La mélodie du vent, 3. Le commencement

Publié par AnneOnime

Le vent se fait violent, la pluie l’accompagne, les nuages cachent le soleil, le ciel se fait sombre, les arbres frissonnent, les animaux se réfugient à l’abri. Et le vent souffle, encore et encore, sans s’arrêter un seul instant. Les maisons tremblent, grincent, tiennent le coup. Elles doivent protéger ceux qui vivent en leur sein. Et le vent frappe, casse les branches, détruit les paysages. Sa colère augmente, les éclairs apparaissent, de court moment de lumière durant cette sombre nuit d’été.

Et ils prient, prennent leurs enfants, leurs parents, leurs amants dans leurs bras. Ils prient et attendent, rien d’autre ne peut être fait, ils n’en ont pas le pouvoir. Pourtant quelque part, loin, dans une maison abandonnée de tous, une jeune fille est dehors. Elle attend, les bras levés, accueillant la pluie avec un sourire, le vent avec plaisir et les éclairs avec joie. Elle attend en se promenant, pieds nus dans l’herbe mouillé. Sa robe collée à sa peau, les cheveux tombant sur ses yeux, trempée jusqu’aux os. Elle attend encore et encore celui qui ne viendra plus. Elle attend celui dont elle a oublié la visite, elle attend celui qui est déjà là, celui qui n’est jamais parti.

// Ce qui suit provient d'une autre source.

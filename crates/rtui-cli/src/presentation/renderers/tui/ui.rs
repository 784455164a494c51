use ratatui::{
    Frame,
    layout::{Constraint, Direction, Layout},
};

use super::app::AppState;
use super::components::{
    Component, DataPanel, KeyTreeComponent, SourcePanel, StatusBarComponent,
};

pub(crate) fn draw(f: &mut Frame, state: &mut AppState) {
    let main_chunks = Layout::default()
        .direction(Direction::Vertical)
        .constraints([Constraint::Min(0), Constraint::Length(1)])
        .split(f.area());

    let panes = Layout::default()
        .direction(Direction::Horizontal)
        .constraints([Constraint::Percentage(30), Constraint::Percentage(70)])
        .split(main_chunks[0]);

    let content = Layout::default()
        .direction(Direction::Vertical)
        .constraints([Constraint::Percentage(65), Constraint::Percentage(35)])
        .split(panes[1]);

    KeyTreeComponent.render(f, panes[0], state);
    DataPanel.render(f, content[0], state);
    SourcePanel.render(f, content[1], state);
    StatusBarComponent.render(f, main_chunks[1], state);
}

#[cfg(test)]
mod tests {
    use super::*;
    use ratatui::{Terminal, backend::TestBackend};
    use rtui_engine::build_hierarchy;
    use rtui_types::{StoreValue, Ttl, ValueTypeTag};

    fn screen(state: &mut AppState) -> String {
        let mut terminal = Terminal::new(TestBackend::new(100, 20)).unwrap();
        terminal.draw(|f| draw(f, state)).unwrap();
        let buffer = terminal.backend().buffer();
        let mut out = String::new();
        for y in 0..buffer.area.height {
            for x in 0..buffer.area.width {
                out.push_str(buffer[(x, y)].symbol());
            }
            out.push('\n');
        }
        out
    }

    #[test]
    fn test_draws_all_panes() {
        let mut state = AppState::new("memory", "*");
        state.set_keys(build_hierarchy(["user:1", "code:x"], ":"));
        state.show_value(
            "code:x",
            ValueTypeTag::Hash,
            Ttl::Expires(30),
            StoreValue::pairs([("name", "x"), ("code", "fn x() {}")]),
        );

        let text = screen(&mut state);
        assert!(text.contains("Keys: * (2)"));
        assert!(text.contains("Data for code:x"));
        assert!(text.contains("ttl 30s"));
        assert!(text.contains("name: x"));
        assert!(text.contains("1 fn x() {}"));
        assert!(text.contains("q quit"));
    }

    #[test]
    fn test_empty_selection_placeholders() {
        let mut state = AppState::new("memory", "*");
        let text = screen(&mut state);

        assert!(text.contains("Select a key to view its value"));
        assert!(text.contains("No source code"));
    }

    #[test]
    fn test_source_pane_is_highlighted() {
        let mut state = AppState::new("memory", "*").with_source_syntax("python");
        state.show_value(
            "code:x",
            ValueTypeTag::Hash,
            Ttl::Persistent,
            StoreValue::pairs([("code", "def x():\n    return 1")]),
        );

        let mut terminal = Terminal::new(TestBackend::new(100, 20)).unwrap();
        terminal.draw(|f| draw(f, &mut state)).unwrap();
        let buffer = terminal.backend().buffer();

        assert!(
            buffer
                .content()
                .iter()
                .any(|cell| matches!(cell.fg, ratatui::style::Color::Rgb(..)))
        );
        assert!(screen(&mut state).contains("2     return 1"));
    }
}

Et le vent l’aperçoit, celle qui calmera sa colère, celle qui ira plus loin qu’aucune autre, celle qui lui apportera de la joie. Il devient curieux de cette unique humaine à ne pas se cacher de sa fureur, de l’accepter les bras ouverts. Il ne sait que faire au début puis la curiosité plus forte que tout l’emporte ; il s’enroule autour d’elle, la sent, la touche, lui donne des frissons et s’en va voir se dont elle est capable, ce qu’elle a fait et ce qu’elle a oublié. Il pénètre dans la maison tremblante par la porte laissée ouverte, cette maison qui ne peut plus protéger, qui ne peut que regarder sa propriétaire sombrer si loin que plus personne en ce monde ne peut la sauver. Cette maison qui n’a pas changer pendant toutes ses années, toujours les mêmes tableaux accrochés aux murs, la même odeur entêtante dans chaque pièce, chaque objet à la même place, jamais déplacé. La poussière accumulée pendant tout ce temps s’envole au passage du vent. Il caresse chaque tableau, les fait osciller mais jamais tomber. Il traverse le long couloir et s’arrête soudainement de souffler. Puis, il se met à danser, il se repait pour la première fois, le spectacle dont il est témoin lui procure un sentiment qu’il ne connait pas. Et il souffle plus fort, danse, la joie l’emporte dans un tourbillon, cette sensation nouvelle qui le transporte. Si seulement ça ne s’arrêtait jamais. Mais rien ne perdure et la joie ressentie s’évanouie lentement ne lui laissant qu’un vide qu’il essayera de combler tant de fois.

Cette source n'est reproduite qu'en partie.